Die Anordnung folgt einer inneren Logik: Die Küchenkräuter wachsen auf der Seite der Küche — kurze Wege, frische Zutaten, kein Umweg. Im Bereich des Kellers, der im Winter als Überwinterungsquartier für viele der Pflanzen dient, liegt der Nutzgarten. Auch das ist kein Zufall, sondern durchdachte Planung.
Und genau darum geht es. Dieser Garten ist nie fertig. Er ist so angelegt, dass er wächst, sich verändert, jedes Jahr ein bisschen mehr wird. Das ist kein Mangel — das ist die Absicht. Ein Garten, der fertig ist, ist kein Garten mehr. Er ist ein Bild. Dieser hier ist ein Lebenswerk.
Mehrkosten am Hang — ehrlich gerechnet
Bauen am Hang ist teurer als auf ebenem Grund — das gehört ehrlich gesagt. In diesem Projekt entstanden die Mehrkosten an drei Stellen: der aktiven Böschungssicherung mit Spritzbeton, der massiven Auffüllung des Eingangsbereichs und dem Keller aus Stahlbeton.
Dem gegenüber steht der Gegenwert: ein ebener, voll nutzbarer Garten, eine ebene Einfahrt direkt in den Carport — und dank durchdachter Drainage ein trockener Keller, auch noch in zehn Jahren. Die Mehrkosten sind keine verlorene Summe. Sie sind der Preis für genau die Lebensqualität, die den Hang erst lohnenswert macht.
Der ganze Weg in Videos
Vom leeren Hang zum fertigen Haus — wir haben den Weg in vier Teilen festgehalten.
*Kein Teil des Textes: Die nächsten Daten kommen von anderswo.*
//! Term normalizer — rewrites known-wrong terminology in an answer
//!
//! Normalizations run once each, in declaration order, over the text left
//! by the previous one. There is no fixpoint iteration: a replacement that
//! contains its own pattern is applied exactly once.
//!
//! Patterns are literals. Case-insensitive patterns go through an escaped
//! `regex` so that non-ASCII letters fold correctly. `RuleSet::new`
//! compiles those once; `normalize` only reuses them.

use regex::{NoExpand, Regex, RegexBuilder};
use serde::{Deserialize, Serialize};
use tracing::warn;

use crate::parser::ast::{Normalization, RuleSet};

/// A normalization whose pattern occurred in the text
#[derive(Debug, Clone, PartialEq, Eq, Serialize, Deserialize)]
pub struct AppliedNormalization {
    pub pattern: String,
    pub replacement: String,
}

/// Apply every normalization of `rules` to `text`, in order
///
/// Returns the rewritten text and the normalizations that matched.
/// Text containing none of the patterns comes back unchanged with an
/// empty list.
pub fn normalize(rules: &RuleSet, text: &str) -> (String, Vec<AppliedNormalization>) {
    let mut current = text.to_string();
    let mut applied = Vec::new();

    let compiled = rules.normalization_patterns();
    for (normalization, re) in rules.normalizations().iter().zip(compiled) {
        if let Some(rewritten) = replace(normalization, re.as_ref(), &current) {
            current = rewritten;
            applied.push(AppliedNormalization {
                pattern: normalization.pattern.clone(),
                replacement: normalization.replacement.clone(),
            });
        }
    }

    (current, applied)
}

/// Replace every occurrence of one pattern; `None` if it does not occur
///
/// Compiles the pattern on each call. Use `normalize` for a whole rule set.
pub fn apply(normalization: &Normalization, text: &str) -> Option<String> {
    replace(normalization, compile(normalization).as_ref(), text)
}

/// Case-insensitive matcher for one normalization
///
/// `None` for case-sensitive or empty patterns, and for patterns the
/// regex engine rejects (logged and skipped).
pub(crate) fn compile(normalization: &Normalization) -> Option<Regex> {
    let pattern = normalization.pattern.as_str();
    if pattern.is_empty() || normalization.case_sensitive {
        return None;
    }

    match RegexBuilder::new(&regex::escape(pattern))
        .case_insensitive(true)
        .build()
    {
        Ok(re) => Some(re),
        Err(e) => {
            warn!(pattern, error = %e, "skipping normalization that cannot be compiled");
            None
        }
    }
}

fn replace(normalization: &Normalization, re: Option<&Regex>, text: &str) -> Option<String> {
    let pattern = normalization.pattern.as_str();
    if pattern.is_empty() {
        return None;
    }

    if normalization.case_sensitive {
        return text
            .contains(pattern)
            .then(|| text.replace(pattern, &normalization.replacement));
    }

    let re = re?;
    if !re.is_match(text) {
        return None;
    }
    Some(
        re.replace_all(text, NoExpand(&normalization.replacement))
            .into_owned(),
    )
}
//! Rule-set model — the parsed form of a `.rules` file
//!
//! Every node keeps the 1-based source line it was declared on so the
//! validator and the CLI can point back into the file.
//!
//! A `RuleSet` is immutable after construction: fields are private and only
//! exposed through shared accessors. Reloading a file builds a new set.

use std::collections::BTreeMap;

use regex::Regex;
use serde::{Deserialize, Serialize};

use crate::normalizer;

/// Criticality level of a domain fact
#[derive(Debug, Clone, Copy, PartialEq, Eq, PartialOrd, Ord, Hash, Serialize, Deserialize)]
pub enum Criticality {
    Low,
    Medium,
    High,
}

impl Criticality {
    /// Parse a DSL criticality token (`BAIXO`, `MÉDIO`/`MEDIO`, `ALTO`)
    pub fn from_token(token: &str) -> Option<Self> {
        match token.trim_end_matches('.').to_uppercase().as_str() {
            "ALTO" => Some(Criticality::High),
            "MÉDIO" | "MEDIO" => Some(Criticality::Medium),
            "BAIXO" => Some(Criticality::Low),
            _ => None,
        }
    }

    pub fn as_token(&self) -> &'static str {
        match self {
            Criticality::High => "ALTO",
            Criticality::Medium => "MÉDIO",
            Criticality::Low => "BAIXO",
        }
    }
}

impl std::fmt::Display for Criticality {
    fn fmt(&self, f: &mut std::fmt::Formatter) -> std::fmt::Result {
        f.write_str(self.as_token())
    }
}

/// A declarative domain fact. Informational: the engine never reads it.
#[derive(Debug, Clone, PartialEq, Serialize, Deserialize)]
pub struct Fact {
    pub subject: String,
    pub criticality: Criticality,
    pub reason: String,
    pub action: String,
    pub line: usize,
}

/// A named question category with its trigger phrases
#[derive(Debug, Clone, PartialEq, Serialize, Deserialize)]
pub struct Intent {
    pub name: String,
    /// Ordered, without duplicates
    pub triggers: Vec<String>,
    /// Advisory metadata for self-test tooling, not enforced by the engine
    pub expected_terms: Vec<String>,
    pub line: usize,
}

/// A literal term substitution applied to answers before rule evaluation
#[derive(Debug, Clone, PartialEq, Serialize, Deserialize)]
pub struct Normalization {
    pub pattern: String,
    pub replacement: String,
    pub case_sensitive: bool,
    pub line: usize,
}

/// What a matching rule does with the answer
#[derive(Debug, Clone, PartialEq, Eq, Serialize, Deserialize)]
#[serde(tag = "kind", content = "text", rename_all = "snake_case")]
pub enum RuleAction {
    /// `ENTÃO corrigir para:` replace the answer with this text, verbatim
    Correct(String),
    /// `ENTÃO manter resposta` keep the normalized answer and stop
    Keep,
}

/// An ordered condition/action pair
#[derive(Debug, Clone, PartialEq, Serialize, Deserialize)]
pub struct ValidationRule {
    /// 0-based declaration order; lower wins
    pub priority: usize,
    /// OR-group: the question must contain at least one
    pub question_conditions: Vec<String>,
    /// AND-set: the answer must contain every term
    pub answer_must_contain: Vec<String>,
    /// AND-set: the answer must contain none of the terms
    pub answer_must_not_contain: Vec<String>,
    pub action: RuleAction,
    pub line: usize,
}

impl ValidationRule {
    /// Replacement text, for correcting rules
    pub fn correction_text(&self) -> Option<&str> {
        match &self.action {
            RuleAction::Correct(text) => Some(text),
            RuleAction::Keep => None,
        }
    }
}

/// Raw material for a `RuleSet`, filled in by the parser
#[derive(Debug, Clone, Default, PartialEq, Serialize, Deserialize)]
pub struct RuleSetParts {
    pub domain_name: String,
    pub facts: Vec<Fact>,
    pub intents: Vec<Intent>,
    /// intent name → expansion terms
    pub expansions: BTreeMap<String, Vec<String>>,
    pub normalizations: Vec<Normalization>,
    pub rules: Vec<ValidationRule>,
    /// canonical term → alternates
    pub synonyms: BTreeMap<String, Vec<String>>,
}

/// Immutable parsed representation of one rule file
#[derive(Debug, Clone, Serialize)]
pub struct RuleSet {
    source_id: String,
    content_hash: String,
    #[serde(flatten)]
    parts: RuleSetParts,
    /// Lower-cased synonym groups (canonical first), precomputed for matching
    #[serde(skip)]
    synonym_groups: Vec<Vec<String>>,
    /// Case-insensitive normalization matchers, index-aligned with `parts.normalizations`
    #[serde(skip)]
    normalization_patterns: Vec<Option<Regex>>,
}

impl RuleSet {
    pub fn new(
        source_id: impl Into<String>,
        content_hash: impl Into<String>,
        parts: RuleSetParts,
    ) -> Self {
        let synonym_groups = parts
            .synonyms
            .iter()
            .map(|(canonical, alternates)| {
                let mut group: Vec<String> = Vec::with_capacity(alternates.len() + 1);
                for term in std::iter::once(canonical).chain(alternates) {
                    let lowered = term.to_lowercase();
                    if !lowered.is_empty() && !group.contains(&lowered) {
                        group.push(lowered);
                    }
                }
                group
            })
            .filter(|group| group.len() > 1)
            .collect();

        let normalization_patterns = parts
            .normalizations
            .iter()
            .map(normalizer::compile)
            .collect();

        RuleSet {
            source_id: source_id.into(),
            content_hash: content_hash.into(),
            parts,
            synonym_groups,
            normalization_patterns,
        }
    }

    pub fn source_id(&self) -> &str {
        &self.source_id
    }

    pub fn content_hash(&self) -> &str {
        &self.content_hash
    }

    pub fn domain_name(&self) -> &str {
        &self.parts.domain_name
    }

    pub fn facts(&self) -> &[Fact] {
        &self.parts.facts
    }

    pub fn intents(&self) -> &[Intent] {
        &self.parts.intents
    }

    pub fn expansions(&self) -> &BTreeMap<String, Vec<String>> {
        &self.parts.expansions
    }

    pub fn normalizations(&self) -> &[Normalization] {
        &self.parts.normalizations
    }

    /// Validation rules in priority order
    pub fn rules(&self) -> &[ValidationRule] {
        &self.parts.rules
    }

    pub fn synonyms(&self) -> &BTreeMap<String, Vec<String>> {
        &self.parts.synonyms
    }

    pub(crate) fn synonym_groups(&self) -> &[Vec<String>] {
        &self.synonym_groups
    }

    pub(crate) fn normalization_patterns(&self) -> &[Option<Regex>] {
        &self.normalization_patterns
    }

    pub fn intent(&self, name: &str) -> Option<&Intent> {
        self.parts.intents.iter().find(|i| i.name == name)
    }

    pub fn expansion(&self, intent_name: &str) -> Option<&[String]> {
        self.parts.expansions.get(intent_name).map(Vec::as_slice)
    }

    pub fn facts_by_criticality(&self, level: Criticality) -> Vec<&Fact> {
        self.parts
            .facts
            .iter()
            .filter(|f| f.criticality == level)
            .collect()
    }

    pub fn summary(&self) -> RuleSetSummary {
        let mut facts_by_criticality = BTreeMap::new();
        for fact in &self.parts.facts {
            *facts_by_criticality
                .entry(fact.criticality.as_token().to_string())
                .or_insert(0) += 1;
        }
        RuleSetSummary {
            source_id: self.source_id.clone(),
            domain: self.parts.domain_name.clone(),
            content_hash: self.content_hash.clone(),
            total_facts: self.parts.facts.len(),
            facts_by_criticality,
            intents: self.parts.intents.iter().map(|i| i.name.clone()).collect(),
            rules: self.parts.rules.len(),
            normalizations: self.parts.normalizations.len(),
            synonyms: self.parts.synonyms.len(),
        }
    }
}

/// Overview of a rule set, used by `dkr info`
#[derive(Debug, Clone, PartialEq, Serialize, Deserialize)]
pub struct RuleSetSummary {
    pub source_id: String,
    pub domain: String,
    pub content_hash: String,
    pub total_facts: usize,
    pub facts_by_criticality: BTreeMap<String, usize>,
    pub intents: Vec<String>,
    pub rules: usize,
    pub normalizations: usize,
    pub synonyms: usize,
}

#[cfg(test)]
mod tests {
    use super::*;

    fn fact(subject: &str, criticality: Criticality) -> Fact {
        Fact {
            subject: subject.into(),
            criticality,
            reason: String::new(),
            action: String::new(),
            line: 1,
        }
    }

    #[test]
    fn test_criticality_tokens() {
        assert_eq!(Criticality::from_token("ALTO"), Some(Criticality::High));
        assert_eq!(Criticality::from_token("médio"), Some(Criticality::Medium));
        assert_eq!(Criticality::from_token("MEDIO"), Some(Criticality::Medium));
        assert_eq!(Criticality::from_token("BAIXO."), Some(Criticality::Low));
        assert_eq!(Criticality::from_token("CRITICO"), None);
        assert_eq!(Criticality::Medium.to_string(), "MÉDIO");
    }

    #[test]
    fn test_synonym_groups_lowercased_and_deduplicated() {
        let mut parts = RuleSetParts::default();
        parts.synonyms.insert(
            "Crítica".into(),
            vec!["perigosa".into(), "PERIGOSA".into(), "arriscada".into()],
        );
        parts.synonyms.insert("solo".into(), vec!["".into()]);
        let set = RuleSet::new("x", "h", parts);
        assert_eq!(
            set.synonym_groups(),
            &[vec![
                "crítica".to_string(),
                "perigosa".to_string(),
                "arriscada".to_string()
            ]]
        );
    }

    #[test]
    fn test_summary_counts() {
        let parts = RuleSetParts {
            domain_name: "Licenças".into(),
            facts: vec![
                fact("AGPL-3.0", Criticality::High),
                fact("GPL-3.0", Criticality::High),
                fact("MIT", Criticality::Low),
            ],
            ..Default::default()
        };
        let set = RuleSet::new("lic", "abc", parts);
        let summary = set.summary();
        assert_eq!(summary.total_facts, 3);
        assert_eq!(summary.facts_by_criticality.get("ALTO"), Some(&2));
        assert_eq!(summary.facts_by_criticality.get("BAIXO"), Some(&1));
        assert_eq!(set.facts_by_criticality(Criticality::High).len(), 2);
        assert!(set.facts_by_criticality(Criticality::Medium).is_empty());
    }
}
Die ersten drei Videos zeigen den Innenausbau Schritt für Schritt: welche Arbeiten wann gemacht werden müssen, in welcher Reihenfolge — und warum. Ein ehrlicher Blick hinter die Kulissen eines Greenville Hauses, vom ersten Rohbauschritt bis zur fertigen Oberfläche.
Das vierte Video zeigt das fertige Ergebnis von aussen — und den Garten, der noch lange nicht fertig ist. Absichtlich.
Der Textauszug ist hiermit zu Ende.